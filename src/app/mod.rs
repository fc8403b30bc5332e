pub mod enrich_use_case;
pub mod ports;

pub use enrich_use_case::{EnrichOutcome, EnrichUseCase};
□ □ □ □ □
TASK ITEM:
An exact copy of the listing above is what this exercise asks for.

FINISHED TASK:
filename src/app/mod.rs
repository fc8403b30bc5332e
pub mod enrich_use_case;
pub mod ports;

pub use enrich_use_case::{EnrichOutcome, EnrichUseCase};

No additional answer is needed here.